Patrulheiros Fique Em Casa - (versão 1)
João e José, irmãos, domingo, ao entardecer, após uma semana trancafiados em casa, saíram para esticar as canelas. Ao chegarem à esquina, uma viatura do Patrulheiros Fique Em Casa aproximou-se deles, e o patrulheiro lhes berrou, fungando de raiva:
– Voltem para casa. Têm de ficar de quarentena.
– E o que você está fazendo aqui, patrulheiro? – perguntou-lhe José, rindo. – Volte para a sua casa.
– Engraçadinho. Eu tenho de manter a ordem.
– Mas nós temos de trabalhar – mentiu João. – Tratalhamos, na Fábrica Monte e Desmonte, no turno da noite. Temos de ganhar o nosso ganha-pão. A frase ficou feia, né, José: “Ganhar ganha-pão”? Que falta de estilo.
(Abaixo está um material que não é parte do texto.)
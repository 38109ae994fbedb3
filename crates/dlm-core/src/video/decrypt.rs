//! AES-128-CBC segment decryption for HLS `#EXT-X-KEY:METHOD=AES-128`
//! (§4.8 step 3). Grounded on the pinned `aes`/`cbc`/`cipher` combination
//! used elsewhere in the retrieved pack for this exact cipher.

use crate::error::{DlmError, Result};
use aes::Aes128;
use cbc::cipher::{block_padding::Pkcs7, BlockDecryptMut, KeyIvInit};

type Aes128CbcDec = cbc::Decryptor<Aes128>;

/// Derives the IV for a fragment when the playlist's `#EXT-X-KEY` carries no
/// explicit `IV=`: a 16-byte big-endian encoding of the media sequence
/// number (§4.8 step 3).
pub fn iv_from_sequence_number(seq: u64) -> [u8; 16] {
    let mut iv = [0u8; 16];
    iv[8..].copy_from_slice(&seq.to_be_bytes());
    iv
}

/// Decrypts one fragment's ciphertext in place, given the fetched 16-byte
/// key and the IV (explicit or sequence-derived).
pub fn decrypt_segment(ciphertext: &[u8], key: &[u8; 16], iv: &[u8; 16]) -> Result<Vec<u8>> {
    let mut buffer = ciphertext.to_vec();
    let cipher = Aes128CbcDec::new_from_slices(key, iv)
        .map_err(|e| DlmError::DecryptFailed(format!("bad key/iv: {e}")))?;
    let len = cipher
        .decrypt_padded_mut::<Pkcs7>(&mut buffer)
        .map_err(|e| DlmError::DecryptFailed(format!("padding/decrypt error: {e}")))?
        .len();
    buffer.truncate(len);
    Ok(buffer)
}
– Não podem – replicou o patrulheiro. – Tem de obedecer a quarentena.
– Eu não a conheço – replicou José.
– Você não conhece quem!? – perguntou, intrigado, o patrulheiro.
– A sua patroa – respondeu João.
– A minha patroa!? – perguntou o patrullheiro, ainda mais intrigado.
– Sim – respondeu José. – Sim. A sua patroa: a Quarentena.
– Chega de palhaçada – bufou o patrulheiro, de raiva.
– Palhaçada ou palha assada? – divertia-se João com a confusão do patrulheiro.
– Basta! Engraçadinhos, basta! Voltem para a casa de vocês. Respeitem a quarentena.
– Senhor patrulheiro – disse José -, nós mentimos para o senhor. Pedimos-vos as nossas humildes desculpas. Na verdade eu e meu irmão não estamos indo trabalhar. Estamos apenas caminhando, para espairecer um pouco, desenferrujar os ossos…
– Não podem – berrou o patrulheiro. – É proibido aglomerações.
– Aglomerações!? – exclamaram, confusos, ao mesmo tempo, José e João, que se entreolharam, intrigados.
– Sim – respondeu o patrulheiro. – Vocês são dois. E dois é mais de um. Um é um só. Dois é mais de um. Se é mais de um não é singular; é plural. Se é plural, é aglomeração.
– E essa agora!? – exclamou João.
– Vixi Maria! – exclamou José.
– Tudo bem, senhor patrulheiro – disse João, ao vê-lo pegar de um cassetete. – Tudo bem, senhor, Perdoe-nos, pedimos humildemente. Mentimos para o senhor duas vezes. Perdoe-me. Respeitamos o senhor. Digo a verdade, agora, senhor patrulheiro: eu e meu irmão não vamos trabalhar; nem saímos de casa para passear. Serei sincero, senhor patrulheiro: Nós estamos indo até a biqueira. Somos viciados, drogados. Vamos comprar LSD, crack, maconha, cocaína, lá na boca do Carlão Tatu-Bola. Não queremos desampará-lo, neste momento tão difícil. Ele tem de ganhar a graninha dele, né?! E nós temos de nos divertir um pouco, né, senhor patrulheiro!? É só consumo recreativo. E lá tem funk; e novinhas… Se é que o senhor me entende… – piscou, rindo, cúmplice.
– Ah! – exclamou o patrulheiro, sorrindo. – Por que não me disseram assim que abordei vocês!? Teríam evitado atrito e constrangimento. Neste caso, fiquem à vontade. Não há lei que proíba as pessoas de se divertirem. Tenham uma boa noite de diversão, senhores.
– E tenha uma boa noite de trabalho, senhor patrulheiro.
E o patrulheiro Fique Em Casa entrou na viatura, acenou para João e José, e seguiu a patrulhar a cidade.
E João e José passearam tranquilamente.